Mohamed ElBaradei, the director of the International Atomic Energy Agency (IAEA), said after talks with Iranian officials on Thursday that his agency was studying samples to confirm Iran's announcement.

But while many Iranian leaders have sounded defiant, some observers believe Iran may be more prepared to suspend its industrial-scale uranium enrichment programme now that it has announced it has the ability to make nuclear fuel.

"On the one hand Iran can persuade [domestic] public opinion that it has gained nuclear technology," said Rahman Ghahremanpour, a political analyst in Tehran.

"On the other hand, the world knows Iran's capability is not too dangerous, and it's in the low-scale and not high-scale enrichment.

"Because of this I think we may see a turning point in solving the Iranian problem," he said.

"Iran may accept a [temporary] halt of its work toward industrial-level enrichment and accept having a limited pilot enrichment programme."

'Generous offer'

Mr Babaei, however, dismissed this theory.

"The Islamic Republic is neither trying to brag to the world nor is it trying to deal politically with its people and say, 'well, we arrived at this point so now we'll suspend [uranium enrichment work]'," he said.

"Iran is pursuing the third path, which is what both our people and our leaders want.

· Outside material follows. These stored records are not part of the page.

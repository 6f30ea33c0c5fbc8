//! Shared utilities for integration testing.

#![allow(dead_code)]

use std::fs;
use std::net::SocketAddr;
use std::path::PathBuf;
use std::time::Duration;

use axum::body::Body;
use axum::extract::ws::{Message, WebSocket};
use axum::http::header;
use axum::response::Response;
use futures_util::future::BoxFuture;
use tokio::task::JoinHandle;

use grpcweb_gateway::config::{GatewayConfig, TlsConfig};
use grpcweb_gateway::http::ServerError;
use grpcweb_gateway::lifecycle::Shutdown;
use grpcweb_gateway::net;
use grpcweb_gateway::rpc::{RpcCall, RpcHandler, RpcStatus, ServiceDescriptor, ServiceRegistry};
use grpcweb_gateway::HttpServer;

/// A gateway running on a loopback port.
pub struct Gateway {
    pub addr: SocketAddr,
    pub shutdown: Shutdown,
    pub task: JoinHandle<Result<(), ServerError>>,
}

impl Gateway {
    pub fn url(&self, path: &str) -> String {
        format!("http://{}{}", self.addr, path)
    }

    pub fn ws_url(&self, path: &str) -> String {
        format!("ws://{}{}", self.addr, path)
    }

    /// URL matching the `localhost` name in the fixture certificate.
    pub fn https_url(&self, path: &str) -> String {
        format!("https://localhost:{}{}", self.addr.port(), path)
    }
}

/// Path of a file under `tests/fixtures`.
pub fn fixture(name: &str) -> PathBuf {
    PathBuf::from(env!("CARGO_MANIFEST_DIR"))
        .join("tests")
        .join("fixtures")
        .join(name)
}

/// TLS settings using the fixture certificate for `localhost`/127.0.0.1.
pub fn fixture_tls() -> TlsConfig {
    TlsConfig::new(fixture("cert.pem"), fixture("key.pem"))
}

/// Client trusting the fixture CA and resolving `localhost` to `addr`.
pub fn tls_client(addr: SocketAddr) -> reqwest::ClientBuilder {
    let ca = fs::read(fixture("ca.pem")).unwrap();
    reqwest::Client::builder()
        .use_rustls_tls()
        .add_root_certificate(reqwest::Certificate::from_pem(&ca).unwrap())
        .resolve("localhost", addr)
}

/// Start the real server on an ephemeral port.
pub async fn spawn_gateway(mut config: GatewayConfig, registry: ServiceRegistry) -> Gateway {
    config.listener.bind_address = "127.0.0.1:0".to_string();
    let server = HttpServer::new(config, registry).unwrap();
    let listener = net::bind(&server.config().listener).await.unwrap();
    let addr = listener.local_addr().unwrap();

    let shutdown = Shutdown::new();
    let stop = shutdown.subscribe();
    let task = tokio::spawn(server.run(listener, stop));

    Gateway {
        addr,
        shutdown,
        task,
    }
}

/// Registry with `echo.Echo/Say` and `echo.Echo/Stream` backed by [`Echo`].
pub fn echo_registry() -> ServiceRegistry {
    let mut builder = ServiceRegistry::builder();
    builder
        .register(
            ServiceDescriptor::new("echo.Echo").method("Say").method("Stream"),
            Echo,
        )
        .unwrap();
    builder.build()
}

/// Echoes framed bodies and binary socket messages back unchanged.
pub struct Echo;

impl RpcHandler for Echo {
    fn call(&self, call: RpcCall, body: Body) -> BoxFuture<'static, Result<Response, RpcStatus>> {
        Box::pin(async move {
            let bytes = axum::body::to_bytes(body, usize::MAX)
                .await
                .map_err(|e| RpcStatus::internal(e.to_string()))?;
            let content_type = call.media.unwrap_or_default().content_type();
            Response::builder()
                .header(header::CONTENT_TYPE, content_type)
                .header("grpc-status", "0")
                .body(Body::from(bytes))
                .map_err(|e| RpcStatus::internal(e.to_string()))
        })
    }

    fn stream(&self, _call: RpcCall, mut socket: WebSocket) -> BoxFuture<'static, ()> {
        Box::pin(async move {
            while let Some(Ok(message)) = socket.recv().await {
                match message {
                    Message::Binary(data) => {
                        if socket.send(Message::Binary(data)).await.is_err() {
                            break;
                        }
                    }
                    Message::Close(_) => break,
                    _ => {}
                }
            }
        })
    }
}

/// Registry with `slow.Slow/Wait`, answering after `delay`.
pub fn slow_registry(delay: Duration) -> ServiceRegistry {
    let mut builder = ServiceRegistry::builder();
    builder
        .register(
            ServiceDescriptor::new("slow.Slow").method("Wait"),
            Slow(delay),
        )
        .unwrap();
    builder.build()
}

/// Sleeps before answering with an empty OK message.
pub struct Slow(pub Duration);

impl RpcHandler for Slow {
    fn call(&self, call: RpcCall, _body: Body) -> BoxFuture<'static, Result<Response, RpcStatus>> {
        let delay = self.0;
        Box::pin(async move {
            tokio::time::sleep(delay).await;
            let content_type = call.media.unwrap_or_default().content_type();
            Response::builder()
                .header(header::CONTENT_TYPE, content_type)
                .header("grpc-status", "0")
                .body(Body::from(vec![0u8, 0, 0, 0, 0]))
                .map_err(|e| RpcStatus::internal(e.to_string()))
        })
    }
}

/// A scratch client bundle:
/// `index.html`, `app.js`, `app.js.gz`, `app/index.html`.
pub fn bundle_dir() -> PathBuf {
    let root = std::env::temp_dir().join(format!("bundle-{}", uuid::Uuid::new_v4()));
    fs::create_dir_all(root.join("app")).unwrap();
    fs::write(root.join("index.html"), "<h1>root</h1>").unwrap();
    fs::write(root.join("app.js"), "console.log('plain')").unwrap();
    fs::write(root.join("app.js.gz"), b"gzipped-bytes").unwrap();
    fs::write(root.join("app").join("index.html"), "<h1>app</h1>").unwrap();
    root
}

pub fn config_with_bundle(root: PathBuf) -> GatewayConfig {
    let mut config = GatewayConfig::default();
    config.assets.root = root;
    config
}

"We want, without creating tensions or threats, to defend our national interest - which is to have the nuclear fuel cycle in our country for production of fuel for our reactors."

Aliasghar Soltanieh, Iran's ambassador to the IAEA in Vienna, has said his country offered last March to temporarily suspend large-scale enrichment, but that the proposal was rebuffed.

"We were able to [offer a] compromise to suspend large-scale enrichment and discuss ways and means to assure there won't be any ambiguities left and that this will be for peaceful purposes," he said in a telephone interview late last month.

"We gave a generous offer that gave a lot of compromise, provided this issue was not sent to the UN Security Council - but this historical opportunity was not taken into consideration by our European colleagues."

When asked if Iran would consider making the same offer again, he replied: "To the best of my knowledge, it won't be possible."

Dialogue

But some observers and Western diplomats say even if Iran were now to agree to temporarily suspend its plans for industrial-scale uranium enrichment, the country would never agree to demands to halt all enrichment work.

And Iranian leaders may have concluded that any compromise would need to be reached through a dialogue with the US, according to analyst Mr Ghahremanpour.

"Iranian power elites have accepted that any confrontation between Iran and the US is not beneficial for Iran," he said.

"They probably believe the future way will be determined by US-Iran negotiations, and they hope they can solve the problems with negotiations with the US."

A compromise over Iran's nuclear programme would also depend on the response from Washington.

Some observers believe while certain players in the Bush administration want to reach a nuclear deal with Tehran, others welcome Iran's tough stance as a justification for pursuing regime change.